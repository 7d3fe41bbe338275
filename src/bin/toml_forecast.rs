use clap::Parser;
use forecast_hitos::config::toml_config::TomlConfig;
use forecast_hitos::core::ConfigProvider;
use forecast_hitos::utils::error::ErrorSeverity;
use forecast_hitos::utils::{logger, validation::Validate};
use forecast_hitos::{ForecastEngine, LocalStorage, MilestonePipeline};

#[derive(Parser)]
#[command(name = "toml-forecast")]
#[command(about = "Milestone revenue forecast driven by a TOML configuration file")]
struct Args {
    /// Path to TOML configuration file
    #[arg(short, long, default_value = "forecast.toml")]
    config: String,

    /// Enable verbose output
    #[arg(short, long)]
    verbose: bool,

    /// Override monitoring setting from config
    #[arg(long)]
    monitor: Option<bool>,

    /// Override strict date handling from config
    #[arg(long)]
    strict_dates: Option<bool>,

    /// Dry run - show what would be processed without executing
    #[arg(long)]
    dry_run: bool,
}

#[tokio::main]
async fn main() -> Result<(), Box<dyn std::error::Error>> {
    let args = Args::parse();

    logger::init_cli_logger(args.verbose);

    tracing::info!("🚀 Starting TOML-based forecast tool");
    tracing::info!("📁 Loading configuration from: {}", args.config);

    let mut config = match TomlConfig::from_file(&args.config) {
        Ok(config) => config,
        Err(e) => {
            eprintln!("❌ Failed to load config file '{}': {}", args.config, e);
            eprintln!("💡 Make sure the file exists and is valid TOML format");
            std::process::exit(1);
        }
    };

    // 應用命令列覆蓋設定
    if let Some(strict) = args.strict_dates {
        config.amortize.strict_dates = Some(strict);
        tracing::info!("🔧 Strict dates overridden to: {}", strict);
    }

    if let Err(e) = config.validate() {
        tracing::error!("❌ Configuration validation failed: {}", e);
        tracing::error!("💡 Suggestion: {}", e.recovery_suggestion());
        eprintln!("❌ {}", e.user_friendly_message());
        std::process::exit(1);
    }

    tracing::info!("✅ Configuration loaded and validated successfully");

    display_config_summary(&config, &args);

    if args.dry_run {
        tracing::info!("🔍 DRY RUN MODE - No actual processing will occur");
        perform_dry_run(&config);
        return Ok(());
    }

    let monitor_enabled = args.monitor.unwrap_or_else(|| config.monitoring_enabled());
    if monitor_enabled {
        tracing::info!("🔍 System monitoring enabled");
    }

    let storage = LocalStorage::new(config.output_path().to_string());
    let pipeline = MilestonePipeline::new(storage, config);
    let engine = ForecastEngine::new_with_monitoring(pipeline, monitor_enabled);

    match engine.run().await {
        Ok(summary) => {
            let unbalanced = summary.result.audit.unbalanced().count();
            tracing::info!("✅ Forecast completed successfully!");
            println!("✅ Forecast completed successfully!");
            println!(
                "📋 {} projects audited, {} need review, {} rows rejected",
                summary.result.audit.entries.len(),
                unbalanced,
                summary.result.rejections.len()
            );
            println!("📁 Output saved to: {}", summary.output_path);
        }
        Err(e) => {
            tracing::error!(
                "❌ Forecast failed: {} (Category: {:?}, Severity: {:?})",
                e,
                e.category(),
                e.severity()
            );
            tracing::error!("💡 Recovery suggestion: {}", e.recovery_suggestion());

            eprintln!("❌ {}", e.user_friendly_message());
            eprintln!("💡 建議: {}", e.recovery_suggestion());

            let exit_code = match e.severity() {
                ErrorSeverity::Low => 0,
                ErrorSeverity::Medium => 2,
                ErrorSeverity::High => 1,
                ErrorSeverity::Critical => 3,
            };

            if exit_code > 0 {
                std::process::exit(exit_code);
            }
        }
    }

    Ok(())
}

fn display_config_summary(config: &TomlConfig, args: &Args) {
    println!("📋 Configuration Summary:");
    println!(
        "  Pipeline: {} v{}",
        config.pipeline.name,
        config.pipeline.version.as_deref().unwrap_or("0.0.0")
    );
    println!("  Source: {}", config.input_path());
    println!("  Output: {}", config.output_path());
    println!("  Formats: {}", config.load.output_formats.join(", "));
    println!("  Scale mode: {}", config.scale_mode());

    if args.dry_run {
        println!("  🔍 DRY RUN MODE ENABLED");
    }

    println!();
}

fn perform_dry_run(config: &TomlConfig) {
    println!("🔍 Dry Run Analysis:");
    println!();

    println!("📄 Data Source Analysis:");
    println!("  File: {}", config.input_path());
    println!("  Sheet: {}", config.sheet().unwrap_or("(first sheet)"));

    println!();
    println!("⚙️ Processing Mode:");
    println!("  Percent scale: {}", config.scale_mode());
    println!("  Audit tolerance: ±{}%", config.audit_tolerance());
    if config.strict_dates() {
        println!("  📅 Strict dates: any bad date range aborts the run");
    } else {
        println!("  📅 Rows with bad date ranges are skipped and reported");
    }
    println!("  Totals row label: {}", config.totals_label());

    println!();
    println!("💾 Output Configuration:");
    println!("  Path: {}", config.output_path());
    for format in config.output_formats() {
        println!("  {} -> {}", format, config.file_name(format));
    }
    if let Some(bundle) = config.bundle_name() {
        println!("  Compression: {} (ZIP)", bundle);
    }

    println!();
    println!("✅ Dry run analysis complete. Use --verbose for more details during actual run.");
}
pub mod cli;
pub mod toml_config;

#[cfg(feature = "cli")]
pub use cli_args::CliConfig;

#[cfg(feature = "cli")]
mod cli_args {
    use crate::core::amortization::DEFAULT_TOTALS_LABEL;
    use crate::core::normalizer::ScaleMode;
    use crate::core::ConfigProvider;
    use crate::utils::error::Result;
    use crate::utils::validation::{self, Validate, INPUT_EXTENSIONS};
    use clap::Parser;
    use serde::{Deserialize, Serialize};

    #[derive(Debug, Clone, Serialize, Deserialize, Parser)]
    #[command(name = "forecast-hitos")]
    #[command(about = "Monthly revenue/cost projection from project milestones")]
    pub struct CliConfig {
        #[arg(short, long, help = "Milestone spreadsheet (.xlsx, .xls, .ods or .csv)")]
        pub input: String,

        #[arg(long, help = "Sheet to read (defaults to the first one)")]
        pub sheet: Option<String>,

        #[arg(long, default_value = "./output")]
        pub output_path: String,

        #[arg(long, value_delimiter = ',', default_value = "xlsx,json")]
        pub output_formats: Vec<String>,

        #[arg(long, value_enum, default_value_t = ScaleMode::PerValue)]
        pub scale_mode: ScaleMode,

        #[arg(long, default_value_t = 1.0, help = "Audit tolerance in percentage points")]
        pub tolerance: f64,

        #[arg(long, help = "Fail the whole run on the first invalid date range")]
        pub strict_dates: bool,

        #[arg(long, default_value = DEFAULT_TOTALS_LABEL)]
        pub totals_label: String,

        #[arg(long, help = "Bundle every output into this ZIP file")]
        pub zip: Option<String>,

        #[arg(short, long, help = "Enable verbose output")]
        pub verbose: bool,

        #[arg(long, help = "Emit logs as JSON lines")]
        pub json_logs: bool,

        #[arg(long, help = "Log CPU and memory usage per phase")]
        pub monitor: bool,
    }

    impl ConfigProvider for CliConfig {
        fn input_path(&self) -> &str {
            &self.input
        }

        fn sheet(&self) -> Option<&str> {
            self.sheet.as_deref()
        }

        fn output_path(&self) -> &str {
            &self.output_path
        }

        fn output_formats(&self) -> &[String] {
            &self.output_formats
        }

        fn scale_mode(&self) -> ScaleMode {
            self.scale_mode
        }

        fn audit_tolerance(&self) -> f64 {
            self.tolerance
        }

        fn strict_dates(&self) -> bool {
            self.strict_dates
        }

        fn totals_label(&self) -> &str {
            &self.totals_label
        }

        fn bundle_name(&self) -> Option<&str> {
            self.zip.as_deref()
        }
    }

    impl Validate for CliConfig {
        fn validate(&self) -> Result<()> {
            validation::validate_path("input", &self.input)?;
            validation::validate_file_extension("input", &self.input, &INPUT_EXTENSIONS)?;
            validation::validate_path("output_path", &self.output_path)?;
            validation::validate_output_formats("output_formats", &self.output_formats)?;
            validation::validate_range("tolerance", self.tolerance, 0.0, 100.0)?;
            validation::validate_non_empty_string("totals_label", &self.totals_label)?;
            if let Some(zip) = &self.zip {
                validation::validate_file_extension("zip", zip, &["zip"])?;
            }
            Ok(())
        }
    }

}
━━━━━━━━━━━━━━━━
§ Work item: The reply should hold only the lines from the top of the records through the line that has "#[tokio::main]", each one exact.

§ Task response:
repository 7d3fe41bbe338275
filename src/bin/toml_forecast.rs
use clap::Parser;
use forecast_hitos::config::toml_config::TomlConfig;
use forecast_hitos::core::ConfigProvider;
use forecast_hitos::utils::error::ErrorSeverity;
use forecast_hitos::utils::{logger, validation::Validate};
use forecast_hitos::{ForecastEngine, LocalStorage, MilestonePipeline};

#[derive(Parser)]
#[command(name = "toml-forecast")]
#[command(about = "Milestone revenue forecast driven by a TOML configuration file")]
struct Args {
    /// Path to TOML configuration file
    #[arg(short, long, default_value = "forecast.toml")]
    config: String,

    /// Enable verbose output
    #[arg(short, long)]
    verbose: bool,

    /// Override monitoring setting from config
    #[arg(long)]
    monitor: Option<bool>,

    /// Override strict date handling from config
    #[arg(long)]
    strict_dates: Option<bool>,

    /// Dry run - show what would be processed without executing
    #[arg(long)]
    dry_run: bool,
}

#[tokio::main]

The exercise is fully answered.